Por favor, se trate

Minha relação com a terapia começou cedo. Muito antes de eu imaginar que precisaria dela

A minha relação com a terapia começou cedo. Muito antes de eu sequer imaginar que um dia precisaria dela. E é algo muito emocionante para mim. Uma das minhas tias, irmã do meu pai, é psicóloga. E aqui eu uso as palavras dela para descrever o início da nossa história. Ela me contou exatamente assim: “Foi no meu colo que você saiu do hospital. Fui buscá-la no berçário enquanto seu pai levava sua mãe até o carro. Você estava bem embrulhadinha numa manta e de olhinhos fechados, dormindo tranquilamente.” Ou seja, foi nos braços de uma psicóloga que eu fui apresentada ao mundo.

E essa tia sempre teve e continua tendo um papel muito importante na minha vida. Revendo as minhas fotos de bebê, percebo o quanto ela esteve presente mesmo antes de eu me dar conta de que era alguém. Convivi com ela durante minha infância, em todas as fases da minha adolescência e da vida adulta. Ela é, junto com meu pai, a minha figura de referência. Meu porto seguro.

Pois bem, tendo esta relação tão próxima e tão presente com uma analista extremamente dedicada, não é de se espantar que eu sempre tenha tido um fascínio por esta profissão e por todos os meandros da análise. Talvez isso explique a razão pela qual a matéria de Psicologia, na faculdade de comunicação, tenha sido uma das minhas preferidas.

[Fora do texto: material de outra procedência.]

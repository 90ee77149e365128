//! Tensor dimensions
//!
//! A dimension is a name plus a size discriminator. Indexed dimensions have a
//! fixed extent; mapped dimensions are keyed by labels and have no extent.

use std::fmt;

/// Size discriminator of a [`Dimension`].
#[derive(Clone, Copy, Debug, PartialEq, Eq, Hash)]
pub enum DimensionSize {
    /// Sparse dimension with unbounded labels
    Mapped,
    /// Dense dimension with the given extent
    Indexed(usize),
}

/// A named tensor dimension.
#[derive(Clone, Debug, PartialEq, Eq, Hash)]
pub struct Dimension {
    pub name: String,
    pub size: DimensionSize,
}

impl Dimension {
    /// Create a dimension using the numeric convention: `0` means mapped,
    /// anything else is an indexed extent.
    pub fn new(name: impl Into<String>, size: usize) -> Self {
        if size == 0 {
            Self::mapped(name)
        } else {
            Self::indexed(name, size)
        }
    }

    pub fn mapped(name: impl Into<String>) -> Self {
        Self {
            name: name.into(),
            size: DimensionSize::Mapped,
        }
    }

    /// Create an indexed dimension. A zero extent is representable here but
    /// rejected when the dimension is used to build a type.
    pub fn indexed(name: impl Into<String>, size: usize) -> Self {
        Self {
            name: name.into(),
            size: DimensionSize::Indexed(size),
        }
    }

    pub fn name(&self) -> &str {
        &self.name
    }

    /// Numeric size: the extent for indexed dimensions, `0` for mapped ones.
    pub fn size(&self) -> usize {
        match self.size {
            DimensionSize::Mapped => 0,
            DimensionSize::Indexed(size) => size,
        }
    }

    pub fn is_mapped(&self) -> bool {
        matches!(self.size, DimensionSize::Mapped)
    }

    pub fn is_indexed(&self) -> bool {
        matches!(self.size, DimensionSize::Indexed(_))
    }

    /// Indexed with extent zero (never valid inside a type)
    pub(crate) fn is_empty_indexed(&self) -> bool {
        self.size == DimensionSize::Indexed(0)
    }
}

impl fmt::Display for Dimension {
    fn fmt(&self, f: &mut fmt::Formatter<'_>) -> fmt::Result {
        match self.size {
            DimensionSize::Mapped => write!(f, "{}{{}}", self.name),
            DimensionSize::Indexed(size) => write!(f, "{}[{}]", self.name, size),
        }
    }
}
//! valtype - type checker for tensor type expressions
//!
//! Usage: valtype [OPTIONS] [EXPR]...
//!
//! With expressions, prints the type of each one. Without, starts a REPL.

use std::process::ExitCode;

use anyhow::Result;
use clap::Parser;
use rustyline::error::ReadlineError;
use rustyline::history::DefaultHistory;
use rustyline::{Config, Editor};

use valtype::logging::init_tracing;
use valtype::repl::{ExecuteResult, InputResult, ReplConfig, ReplState};

const VERSION: &str = env!("CARGO_PKG_VERSION");
const PROMPT: &str = "valtype> ";
const CONTINUATION: &str = "......   ";

#[derive(Parser, Debug)]
#[command(name = "valtype", version, about = "Type checker for tensor type expressions")]
struct Cli {
    /// Type expressions to check; starts a REPL when none are given
    #[arg(value_name = "EXPR")]
    exprs: Vec<String>,

    /// Log filter used when RUST_LOG is not set
    #[arg(long, default_value = "warn")]
    log_level: String,

    /// Disable colored diagnostics
    #[arg(long)]
    no_color: bool,
}

fn main() -> Result<ExitCode> {
    let cli = Cli::parse();
    init_tracing(&cli.log_level)?;

    let state = ReplState::new(ReplConfig {
        color: !cli.no_color,
    });

    if !cli.exprs.is_empty() {
        return Ok(check_all(&state, &cli.exprs));
    }

    run_repl(state)?;
    Ok(ExitCode::SUCCESS)
}

/// Check each expression; fails if any of them does.
fn check_all(state: &ReplState, exprs: &[String]) -> ExitCode {
    let mut failed = false;
    for expr in exprs {
        if !print_result(state.execute_expression(expr)) {
            failed = true;
        }
    }
    if failed {
        ExitCode::FAILURE
    } else {
        ExitCode::SUCCESS
    }
}

/// Print an execution result. Returns false for errors.
fn print_result(result: ExecuteResult) -> bool {
    match result {
        ExecuteResult::Output(text) => {
            println!("{}", text.trim_end());
            true
        }
        ExecuteResult::Error(text) => {
            eprintln!("{}", text.trim_end());
            false
        }
        ExecuteResult::Quit => true,
    }
}

fn run_repl(mut state: ReplState) -> Result<()> {
    println!("valtype v{} - tensor type REPL", VERSION);
    println!("Type :help for help, :quit to exit\n");

    let config = Config::builder().auto_add_history(true).build();
    let mut rl: Editor<(), DefaultHistory> = Editor::with_config(config)?;

    loop {
        let prompt = if state.input_buffer.is_empty() {
            PROMPT
        } else {
            CONTINUATION
        };

        match rl.readline(prompt) {
            Ok(line) => match state.process_line(&line) {
                InputResult::MetaCommand(cmd) => {
                    let result = state.execute_command(cmd);
                    if result == ExecuteResult::Quit {
                        break;
                    }
                    print_result(result);
                }
                InputResult::Expression(source) => {
                    print_result(state.execute_expression(&source));
                }
                InputResult::Incomplete | InputResult::Empty => {}
            },
            Err(ReadlineError::Interrupted) => {
                // Ctrl-C - clear current buffer
                if !state.input_buffer.is_empty() {
                    state.clear_input();
                    println!("^C");
                } else {
                    println!("Use :quit or Ctrl-D to exit");
                }
            }
            Err(ReadlineError::Eof) => {
                // Ctrl-D - submit buffer or quit
                match state.force_submit() {
                    Some(source) => {
                        print_result(state.execute_expression(&source));
                    }
                    None => break,
                }
            }
            Err(err) => return Err(err.into()),
        }
    }

    Ok(())
}
//! Pretty-printer for types and type expressions
//!
//! `to_spec` renders the canonical single-line spec that `from_spec` reads
//! back. `describe` renders a multi-line summary for interactive use.

use std::fmt;

use crate::ast::{TypeExpr, TypeSpec};
use crate::dimension::Dimension;
use crate::value_type::ValueType;

fn write_dimensions(f: &mut fmt::Formatter<'_>, dims: &[Dimension]) -> fmt::Result {
    write!(f, "tensor(")?;
    for (i, dim) in dims.iter().enumerate() {
        if i > 0 {
            write!(f, ",")?;
        }
        write!(f, "{}", dim)?;
    }
    write!(f, ")")
}

impl fmt::Display for ValueType {
    fn fmt(&self, f: &mut fmt::Formatter<'_>) -> fmt::Result {
        match self {
            ValueType::Error => write!(f, "error"),
            ValueType::Scalar => write!(f, "double"),
            ValueType::Tensor(dims) => write_dimensions(f, dims),
        }
    }
}

impl ValueType {
    /// Canonical spec string, e.g. `tensor(x[3],y{})`
    pub fn to_spec(&self) -> String {
        self.to_string()
    }
}

impl fmt::Display for TypeSpec {
    fn fmt(&self, f: &mut fmt::Formatter<'_>) -> fmt::Result {
        match self {
            TypeSpec::Error => write!(f, "error"),
            TypeSpec::Double => write!(f, "double"),
            TypeSpec::Tensor(dims) => write_dimensions(f, dims),
        }
    }
}

fn write_names(f: &mut fmt::Formatter<'_>, names: &[String]) -> fmt::Result {
    if names.len() == 1 {
        write!(f, "{}", names[0])
    } else {
        write!(f, "({})", names.join(","))
    }
}

impl fmt::Display for TypeExpr {
    fn fmt(&self, f: &mut fmt::Formatter<'_>) -> fmt::Result {
        match self {
            TypeExpr::Type(spec) => write!(f, "{}", spec),
            TypeExpr::Join(lhs, rhs) => write!(f, "join({},{})", lhs, rhs),
            TypeExpr::Either(lhs, rhs) => write!(f, "either({},{})", lhs, rhs),
            TypeExpr::Concat(lhs, rhs, dim) => write!(f, "concat({},{},{})", lhs, rhs, dim),
            TypeExpr::Reduce(inner, dims) => {
                write!(f, "reduce({}", inner)?;
                for dim in dims {
                    write!(f, ",{}", dim)?;
                }
                write!(f, ")")
            }
            TypeExpr::Rename { inner, from, to } => {
                write!(f, "rename({},", inner)?;
                write_names(f, from)?;
                write!(f, ",")?;
                write_names(f, to)?;
                write!(f, ")")
            }
        }
    }
}

/// Pretty-print configuration
pub struct PrettyConfig {
    pub indent: usize,
}

impl Default for PrettyConfig {
    fn default() -> Self {
        Self { indent: 2 }
    }
}

/// A pretty-printer with indentation tracking
pub struct Pretty {
    output: String,
    indent_level: usize,
    config: PrettyConfig,
}

impl Default for Pretty {
    fn default() -> Self {
        Self::new()
    }
}

impl Pretty {
    pub fn new() -> Self {
        Self {
            output: String::new(),
            indent_level: 0,
            config: PrettyConfig::default(),
        }
    }

    pub fn with_config(config: PrettyConfig) -> Self {
        Self {
            output: String::new(),
            indent_level: 0,
            config,
        }
    }

    pub fn finish(self) -> String {
        self.output
    }

    fn indent(&mut self) {
        for _ in 0..(self.indent_level * self.config.indent) {
            self.output.push(' ');
        }
    }

    fn line(&mut self, s: &str) {
        self.indent();
        self.output.push_str(s);
        self.output.push('\n');
    }

    fn inc_indent(&mut self) {
        self.indent_level += 1;
    }

    fn dec_indent(&mut self) {
        self.indent_level = self.indent_level.saturating_sub(1);
    }
}

/// Short classification: `dense`, `sparse`, `mixed`, `scalar` or `error`
pub fn classify(ty: &ValueType) -> &'static str {
    match ty {
        ValueType::Error => "error",
        ValueType::Scalar => "scalar",
        ValueType::Tensor(_) if ty.is_dense() => "dense",
        ValueType::Tensor(_) if ty.is_sparse() => "sparse",
        ValueType::Tensor(_) => "mixed",
    }
}

impl Pretty {
    pub fn value_type(&mut self, ty: &ValueType) {
        self.line(&ty.to_spec());
        self.inc_indent();
        self.line(&format!("kind: {} ({})", ty.kind(), classify(ty)));
        if ty.is_tensor() {
            self.line("dimensions:");
            self.inc_indent();
            for (idx, dim) in ty.dimensions().iter().enumerate() {
                let size = if dim.is_mapped() {
                    "mapped".to_string()
                } else {
                    format!("indexed [{}]", dim.size())
                };
                self.line(&format!("{}: {} {}", idx, dim.name(), size));
            }
            self.dec_indent();
            match ty.dense_subspace_size() {
                Some(size) => self.line(&format!("dense subspace size: {}", size)),
                None => self.line("dense subspace size: overflow"),
            }
        }
        self.dec_indent();
    }
}

/// Multi-line description of a type
pub fn describe(ty: &ValueType) -> String {
    let mut pretty = Pretty::new();
    pretty.value_type(ty);
    pretty.finish()
}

Talvez isso explique, de alguma forma, o porquê de eu nunca ter sentido resistência em “ir me tratar” quando foi preciso. Pelo contrário, sempre houve uma curiosidade muito grande em saber o que acontecia nas sessões, como era o processo, quem falava, quem ouvia, se tinha divã ou não. Obviamente, durante o meu período em terapia houve, como tudo na vida, altos e baixos. Momentos em que eu não queria ir. Momentos em que a terapeuta ia por um caminho e eu queria ir por outro. Momentos tensos, delicados, de muito choro. Enfim, terapia é trabalho. Não é simples, não é fácil. Ou, ao menos, não é fácil todos os dias.

As lições de casa apareciam em muitos sonhos, por vezes perturbadores, que me davam ainda mais trabalho. Eram o resultado e o, ao mesmo tempo, a matéria-prima da terapia. Mas mesmo não sendo fácil e mesmo quando eu sentia a resistência chegar, eu ia. Eu sabia, lá dentro de mim, que falar sobre o que eu sentia, inclusive sobre a vontade de não ir para a terapia, era importante.

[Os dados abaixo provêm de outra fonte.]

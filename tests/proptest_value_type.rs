//! Property tests for the value type algebra
//!
//! Tests algebraic properties of the type operations using proptest.


use generators::{
    arb_consistent_triple, arb_raw_dimensions, arb_shuffled_dimensions, arb_tensor_type,
    arb_valid_type, arb_value_type, check_type_invariants, FRESH,
};
use proptest::prelude::*;
use valtype::{Dimension, ValueType};

// ============================================================================
// Construction
// ============================================================================

proptest! {
    #![proptest_config(ProptestConfig::with_cases(1024))]

    /// Construction always yields a normalized type or the error type
    #[test]
    fn construction_is_normalized(dims in arb_raw_dimensions()) {
        let ty = ValueType::tensor_type(dims);
        prop_assert!(check_type_invariants(&ty).is_ok(), "{:?}", check_type_invariants(&ty));
    }

    /// Construction rejects exactly the lists with duplicate names or
    /// zero-sized indexed dimensions
    #[test]
    fn construction_rejects_invalid(dims in arb_raw_dimensions()) {
        let mut names: Vec<&str> = dims.iter().map(Dimension::name).collect();
        names.sort_unstable();
        let has_duplicate = names.windows(2).any(|pair| pair[0] == pair[1]);
        let has_zero = dims.iter().any(|d| d.is_indexed() && d.size() == 0);
        let ty = ValueType::tensor_type(dims.clone());
        prop_assert_eq!(ty.is_error(), has_duplicate || has_zero);
        prop_assert_eq!(ty.is_scalar(), dims.is_empty());
    }

    /// Input order does not matter
    #[test]
    fn construction_ignores_order((dims, shuffled) in arb_shuffled_dimensions()) {
        prop_assert_eq!(ValueType::tensor_type(dims), ValueType::tensor_type(shuffled));
    }

    /// Rebuilding from a type's own dimensions yields the same type
    #[test]
    fn construction_is_idempotent(ty in arb_tensor_type()) {
        prop_assert_eq!(ValueType::tensor_type(ty.dimensions().to_vec()), ty.clone());
        let names = ty.dimension_names();
        prop_assert_eq!(ty.rename(names.as_slice(), names.as_slice()), ty);
    }

    /// Dimension names are sorted
    #[test]
    fn dimension_names_sorted(ty in arb_value_type()) {
        let names = ty.dimension_names();
        prop_assert!(names.windows(2).all(|pair| pair[0] <= pair[1]));
    }

    /// Every dimension is found at its own position
    #[test]
    fn dimension_index_matches_position(ty in arb_value_type()) {
        for (idx, dim) in ty.dimensions().iter().enumerate() {
            prop_assert_eq!(ty.dimension_index(dim.name()), Some(idx));
        }
        prop_assert_eq!(ty.dimension_index(FRESH), None);
    }

    /// Classification is exclusive and matches the dimensions
    #[test]
    fn classification(ty in arb_value_type()) {
        prop_assert!(!(ty.is_dense() && ty.is_sparse()));
        if ty.is_tensor() {
            prop_assert_eq!(ty.is_dense(), ty.count_mapped_dimensions() == 0);
            prop_assert_eq!(ty.is_sparse(), ty.count_indexed_dimensions() == 0);
        } else {
            prop_assert!(!ty.is_dense() && !ty.is_sparse());
        }
    }
}

// ============================================================================
// Join
// ============================================================================

proptest! {
    #![proptest_config(ProptestConfig::with_cases(1024))]

    /// The scalar type is the identity of join
    #[test]
    fn join_identity(ty in arb_value_type()) {
        prop_assert_eq!(ValueType::join(&ValueType::Scalar, &ty), ty.clone());
        prop_assert_eq!(ValueType::join(&ty, &ValueType::Scalar), ty);
    }

    /// Join is commutative, including failures
    #[test]
    fn join_commutative(a in arb_value_type(), b in arb_value_type()) {
        prop_assert_eq!(ValueType::join(&a, &b), ValueType::join(&b, &a));
    }

    /// Join is associative over consistent types
    #[test]
    fn join_associative_consistent((a, b, c) in arb_consistent_triple()) {
        let left = ValueType::join(&ValueType::join(&a, &b), &c);
        let right = ValueType::join(&a, &ValueType::join(&b, &c));
        prop_assert!(!left.is_error());
        prop_assert_eq!(left, right);
    }

    /// Join is associative for arbitrary types, including failures
    #[test]
    fn join_associative(a in arb_value_type(), b in arb_value_type(), c in arb_value_type()) {
        let left = ValueType::join(&ValueType::join(&a, &b), &c);
        let right = ValueType::join(&a, &ValueType::join(&b, &c));
        prop_assert_eq!(left, right);
    }

    /// A successful join contains every operand dimension
    #[test]
    fn join_contains_operands(a in arb_valid_type(), b in arb_valid_type()) {
        let joined = ValueType::join(&a, &b);
        prop_assert!(check_type_invariants(&joined).is_ok());
        if !joined.is_error() {
            for dim in a.dimensions().iter().chain(b.dimensions()) {
                prop_assert_eq!(joined.find_dimension(dim.name()), Some(dim));
            }
        }
    }

    /// Join of a type with itself is the type
    #[test]
    fn join_idempotent(ty in arb_value_type()) {
        prop_assert_eq!(ValueType::join(&ty, &ty), ty);
    }
}

// ============================================================================
// Reduce and Rename
// ============================================================================

proptest! {
    #![proptest_config(ProptestConfig::with_cases(1024))]

    /// Reducing no dimensions yields the scalar type
    #[test]
    fn reduce_nothing_is_scalar(ty in arb_valid_type()) {
        prop_assert_eq!(ty.reduce::<&str>(&[]), ValueType::Scalar);
    }

    /// Reducing all dimensions yields the scalar type
    #[test]
    fn reduce_everything_is_scalar(ty in arb_tensor_type()) {
        prop_assert_eq!(ty.reduce(ty.dimension_names().as_slice()), ValueType::Scalar);
    }

    /// Reducing an unknown dimension fails
    #[test]
    fn reduce_unknown_fails(ty in arb_valid_type()) {
        prop_assert!(ty.reduce(&[FRESH]).is_error());
    }

    /// Reducing one dimension removes exactly that dimension
    #[test]
    fn reduce_one(ty in arb_tensor_type(), pick in any::<prop::sample::Index>()) {
        let dims = ty.dimensions();
        let removed = &dims[pick.index(dims.len())];
        let reduced = ty.reduce(&[removed.name()]);
        prop_assert_eq!(reduced.dimensions().len(), dims.len() - 1);
        prop_assert_eq!(reduced.dimension_index(removed.name()), None);
    }

    /// Renaming to a fresh name and back is the identity
    #[test]
    fn rename_roundtrip(ty in arb_tensor_type(), pick in any::<prop::sample::Index>()) {
        let dims = ty.dimensions();
        let name = dims[pick.index(dims.len())].name().to_string();
        let renamed = ty.rename(&[name.as_str()], &[FRESH]);
        prop_assert!(!renamed.is_error());
        prop_assert!(!renamed.dimension_names().contains(&name.as_str()));
        prop_assert_eq!(renamed.rename(&[FRESH], &[name.as_str()]), ty);
    }

    /// Renaming a name the type does not have fails
    #[test]
    fn rename_unmatched_fails(ty in arb_value_type()) {
        prop_assert!(ty.rename(&[FRESH], &["other"]).is_error());
    }
}

// ============================================================================
// Concat and Either
// ============================================================================

proptest! {
    #![proptest_config(ProptestConfig::with_cases(1024))]

    /// Concat adds the extents along the axis, counting absence as one
    #[test]
    fn concat_sizes(
        a in arb_valid_type(),
        b in arb_valid_type(),
        axis in prop::sample::select(generators::NAMES),
    ) {
        let result = ValueType::concat(&a, &b, axis);
        prop_assert!(check_type_invariants(&result).is_ok());

        let mapped_axis = [&a, &b]
            .iter()
            .any(|t| t.find_dimension(axis).is_some_and(Dimension::is_mapped));
        let others_agree =
            !ValueType::join(&a.reduce_if_present(axis), &b.reduce_if_present(axis)).is_error();

        if mapped_axis || !others_agree {
            prop_assert!(result.is_error());
        } else {
            let extent = |t: &ValueType| t.find_dimension(axis).map_or(1, Dimension::size);
            let dim = result.find_dimension(axis);
            prop_assert_eq!(dim, Some(&Dimension::indexed(axis, extent(&a) + extent(&b))));
        }
    }

    /// Either accepts exactly identical types
    #[test]
    fn either_strict(a in arb_value_type(), b in arb_value_type()) {
        let result = ValueType::either(&a, &b);
        if a == b {
            prop_assert_eq!(result, a);
        } else {
            prop_assert!(result.is_error());
        }
    }
}

// ============================================================================
// Error Absorption
// ============================================================================

proptest! {
    #![proptest_config(ProptestConfig::with_cases(512))]

    /// Every operation with an error operand yields the error type
    #[test]
    fn error_absorbs(ty in arb_value_type(), axis in prop::sample::select(generators::NAMES)) {
        let error = ValueType::Error;
        prop_assert!(ValueType::join(&error, &ty).is_error());
        prop_assert!(ValueType::join(&ty, &error).is_error());
        prop_assert!(ValueType::concat(&error, &ty, axis).is_error());
        prop_assert!(ValueType::concat(&ty, &error, axis).is_error());
        prop_assert!(ValueType::either(&error, &ty).is_error());
        prop_assert!(ValueType::either(&ty, &error).is_error());
        prop_assert!(error.reduce::<&str>(&[]).is_error());
        prop_assert!(error.reduce(&[axis]).is_error());
        prop_assert!(error.rename(&[axis], &[FRESH]).is_error());
    }
}

/// Reduce away `name` if the type has it
trait ReduceIfPresent {
    fn reduce_if_present(&self, name: &str) -> ValueType;
}

impl ReduceIfPresent for ValueType {
    fn reduce_if_present(&self, name: &str) -> ValueType {
        if self.dimension_index(name).is_some() {
            self.reduce(&[name])
        } else {
            self.clone()
        }
    }
}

E quando a gente se entrega de verdade, depois da fase difícil e mais pesada, acontece algo de muito bacana. É um certo “click”. É um abrir de cortinas, uma luz que se acende. A coisa simplesmente engrena. Eu não sei se o nome “científico” é catarse, eu só sei quando essa coisa acontece é como se as ligações entre os assuntos, que antes sequer existiam, ficassem visíveis. Como se a gente ganhasse óculos novos e descobrisse uma nova cor, que nunca tivesse visto. E isso tudo é muito incrível, para dizer o mínimo. Mas eu só percebi isso porque me dispus a fazer esta imersão em mim mesma. 

E que sortuda eu sou nesta vida! Evidentemente, minha tia nunca me tratou clinicamente, mas eu não tenho nenhuma dúvida que a influência dela fez com que eu pudesse estar mais aberta para tratar das minhas dores. Afinal, eu sei bem que os terapeutas não são os donos da verdade. São pessoas como nós. Que erram e acertam. Que também fazem (muita) terapia e também têm problemas. Que recebem suas sobrinhas recém-nascidas no hospital, as veem crescer e que anos depois também sofrem com o adoecimento delas. Mas sei que, acima de tudo, são profissionais dedicados, solícitos e que estão dispostos a nos fazer entender a nossa realidade, nossas limitações, o que é nosso e o que é do outro. E que nos dão ferramentas para que possamos, a partir de nós mesmos, nos apresentar um mundo novo.

Terapia salva vidas! Por favor, se trate.